→ **Aim of the exercise**: Go through the listing below and gather every line with the word "CONFLICT".

→ **Supplied entries**:
// Reading operations
impl Store {
    /// Upsert a single raw reading on its natural key.
    pub fn save_sensor_reading(&self, reading: &SensorReading) -> Result<()> {
        let (value_num, value_text) = split_value(&reading.value);

        self.conn.execute(
            "INSERT INTO readings (station_id, sensor, timestamp, value_num, value_text)
             VALUES (?1, ?2, ?3, ?4, ?5)
             ON CONFLICT(station_id, sensor, timestamp) DO UPDATE SET
                value_num = ?4,
                value_text = ?5",
            rusqlite::params![
                reading.station_id,
                reading.key.code(),
                reading.timestamp,
                value_num,
                value_text,
            ],
        )?;

        Ok(())
    }

    /// Upsert a batch of readings inside one transaction.
    ///
    /// A row that fails to write is logged and skipped so one bad sample does
    /// not abort the rest of the sync cycle. Returns the number of rows
    /// written.
    pub fn save_sensor_readings(&self, readings: &[SensorReading]) -> Result<usize> {
        let tx = self.conn.unchecked_transaction()?;
        let mut saved = 0;

        for reading in readings {
            let (value_num, value_text) = split_value(&reading.value);
            let result = tx.execute(
                "INSERT INTO readings (station_id, sensor, timestamp, value_num, value_text)
                 VALUES (?1, ?2, ?3, ?4, ?5)
                 ON CONFLICT(station_id, sensor, timestamp) DO UPDATE SET
                    value_num = ?4,
                    value_text = ?5",
                rusqlite::params![
                    reading.station_id,
                    reading.key.code(),
                    reading.timestamp,
                    value_num,
                    value_text,
                ],
            );
            match result {
                Ok(_) => saved += 1,
                Err(e) => warn!(
                    "Failed to save {} reading for {}: {}",
                    reading.key.code(),
                    reading.station_id,
                    e
                ),
            }
        }

        tx.commit()?;
        debug!("Saved {} of {} readings", saved, readings.len());
        Ok(saved)
    }

    /// Query readings for one station and sensor over a timestamp range,
    /// ordered ascending by timestamp.
    pub fn get_readings(
        &self,
        station_id: &str,
        key: SensorKey,
        from_ts: i64,
        to_ts: i64,
    ) -> Result<Vec<SensorReading>> {
        let mut stmt = self.conn.prepare(
            "SELECT station_id, sensor, timestamp, value_num, value_text
             FROM readings
             WHERE station_id = ?1 AND sensor = ?2 AND timestamp >= ?3 AND timestamp <= ?4
             ORDER BY timestamp ASC",
        )?;

        let rows = stmt
            .query_map(
                rusqlite::params![station_id, key.code(), from_ts, to_ts],
                |row| {
                    Ok((
                        row.get::<_, String>(0)?,
                        row.get::<_, String>(1)?,
                        row.get::<_, i64>(2)?,
                        row.get::<_, Option<f64>>(3)?,
                        row.get::<_, Option<String>>(4)?,
                    ))
                },
            )?
            .collect::<std::result::Result<Vec<_>, _>>()?;

        let mut readings = Vec::with_capacity(rows.len());
        for (station_id, sensor, timestamp, value_num, value_text) in rows {
            readings.push(SensorReading {
                station_id,
                key: SensorKey::from_code(&sensor)?,
                timestamp,
                value: join_value(value_num, value_text),
            });
        }

        Ok(readings)
    }
}
//! Stratus daemon building blocks.
//!
//! The binary in `main.rs` wires [`stratus_core`] to the outside world:
//! TOML configuration, an HTTP remote source, an HTTP reachability signal,
//! and log-based alert delivery.

pub mod config;
pub mod connectivity;
pub mod remote;
pub mod sink;

pub use config::{ServiceConfig, StationConfig};
pub use connectivity::HttpConnectivity;
pub use remote::HttpRemoteSource;
pub use sink::LogNotificationSink;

→ **Task solution**:
             ON CONFLICT(station_id, sensor, timestamp) DO UPDATE SET
                 ON CONFLICT(station_id, sensor, timestamp) DO UPDATE SET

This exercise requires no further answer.